Nous présentons ensuite des résultats qui apportent des arguments à la thèse de la pertinence psychologique du concept de vérité. Ces résultats valident la première phase de notre modèle: la sélection d'un ensemble cohérent de candidat‐vrais à la vérité. Cette sélection est opérée grâce à l'attribution d'une valeur de plausibilité déterminée par des indices explicites de l'engagement de l'émetteur quant à la vérité des propositions contenues dans les phrases du texte.

Selon ces résultats, les modalisateurs épistémiques du type “Je sais” et du type “Je crois”, engagent l'émetteur de façon différente quant à la vérité des propositions, ils déterminent des degrés de plausibilité et donc des rapports de cohérence différents entre les assertions et le modèle mental qui y réfère.

Ces résultats valident donc l'hypothèse selon laquelle la fonction principale de l'opérateur d'énonciation du type “Je sais”, employé dans un texte, est d'informer le lecteur de l'engagement ferme du locuteur envers la valeur de vérité de la proposition, et donc de l'inviter à introduire la proposition p dans son domaine de connaissance, alors que la fonction de l'opérateur “Je crois” est d'indiquer les réserves du locuteur envers cette valeur de vérité.

We proposed that the condition truth be understood as the result of a decision about the values taken on by the conditions for fulfilment of the act of referencing in a mental model.

Our cognitive model of propositional truth attribution (Baudet, Jhean‐Larose, & Legros, 1994) is built on the assumption that the truth value of a proposition is determined by the ability of that proposition to fit into the theory of the field to which it refers.

The experimental results proved to be compatible with the proposed model. They validate the first phase of our model: the selection of incoherent subset of truth candidates. This selection is operated thanks to the attribution of plausibility value. This value is determined by explicit index of the pledging of the sender as for the truth of proposals contained in the text sentences.

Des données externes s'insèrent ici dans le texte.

//! File-backed credential store
//!
//! Keeps all keys in one JSON object file. Writes go through a temp file in the
//! same directory followed by a rename, so a crash mid-write leaves either the
//! old or the new file, never a truncated one. A tokio Mutex serializes writers.

use std::collections::HashMap;
use std::path::{Path, PathBuf};

use tokio::sync::Mutex;
use tracing::{debug, info};

use crate::error::{Error, Result};
use crate::store::{CredentialStore, StoreFuture};

/// JSON file store. The in-memory map mirrors the file after every write.
pub struct FileStore {
    path: PathBuf,
    state: Mutex<HashMap<String, String>>,
}

impl FileStore {
    /// Load the store from `path`.
    ///
    /// A missing file is created as `{}` so later loads take the normal path.
    pub async fn load(path: PathBuf) -> Result<Self> {
        let state = if path.exists() {
            let contents = tokio::fs::read_to_string(&path)
                .await
                .map_err(|e| Error::Io(format!("reading credential file: {e}")))?;
            let entries: HashMap<String, String> = serde_json::from_str(&contents)
                .map_err(|e| Error::Parse(format!("parsing credential file: {e}")))?;
            info!(path = %path.display(), keys = entries.len(), "loaded credentials");
            entries
        } else {
            info!(path = %path.display(), "credential file not found, starting logged out");
            let entries = HashMap::new();
            write_atomic(&path, &entries).await?;
            entries
        };

        Ok(Self {
            path,
            state: Mutex::new(state),
        })
    }

    pub fn path(&self) -> &Path {
        &self.path
    }
}

impl CredentialStore for FileStore {
    fn get<'a>(&'a self, key: &'a str) -> StoreFuture<'a, Option<String>> {
        Box::pin(async move { Ok(self.state.lock().await.get(key).cloned()) })
    }

    fn set<'a>(&'a self, key: &'a str, value: &'a str) -> StoreFuture<'a, ()> {
        Box::pin(async move {
            let mut state = self.state.lock().await;
            let mut next = state.clone();
            next.insert(key.to_string(), value.to_string());
            write_atomic(&self.path, &next).await?;
            *state = next;
            debug!(key, "stored credential entry");
            Ok(())
        })
    }

    fn remove<'a>(&'a self, key: &'a str) -> StoreFuture<'a, ()> {
        Box::pin(async move {
            let mut state = self.state.lock().await;
            if !state.contains_key(key) {
                return Ok(());
            }
            let mut next = state.clone();
            next.remove(key);
            write_atomic(&self.path, &next).await?;
            *state = next;
            debug!(key, "removed credential entry");
            Ok(())
        })
    }
}

/// Write the map to `path` via temp file + rename, mode 0600 on unix.
async fn write_atomic(path: &Path, data: &HashMap<String, String>) -> Result<()> {
    let json = serde_json::to_string_pretty(data)
        .map_err(|e| Error::Parse(format!("serializing credentials: {e}")))?;

    let dir = path
        .parent()
        .ok_or_else(|| Error::Io("credential path has no parent directory".into()))?;

    let tmp_path = dir.join(format!(".credentials.tmp.{}", std::process::id()));

    tokio::fs::write(&tmp_path, json.as_bytes())
        .await
        .map_err(|e| Error::Io(format!("writing temp credential file: {e}")))?;

    #[cfg(unix)]
    {
        use std::os::unix::fs::PermissionsExt;
        let perms = std::fs::Permissions::from_mode(0o600);
        tokio::fs::set_permissions(&tmp_path, perms)
            .await
            .map_err(|e| Error::Io(format!("setting credential file permissions: {e}")))?;
    }

    tokio::fs::rename(&tmp_path, path)
        .await
        .map_err(|e| Error::Io(format!("renaming temp credential file: {e}")))?;

    debug!(path = %path.display(), "persisted credentials");
    Ok(())
}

According to these results, the epistemic modalisers of the type “I know” and the type “I believe”, commit the transmitter in different ways as to the truth of propositions. They determine degrees of plausibility and relative coherence between assertions and the mental model in operation.

The main function of the enunciation operators such as “I know” in a text, is:

  1. to inform the reader of the speaker's complete commitment to the truth value of the proposition, and therefore
  2. to invite him to introduce the proposal p into his field of knowledge.

The function of the operator “I believe” is to indicate the speaker's reserve towards the truth value of the proposition.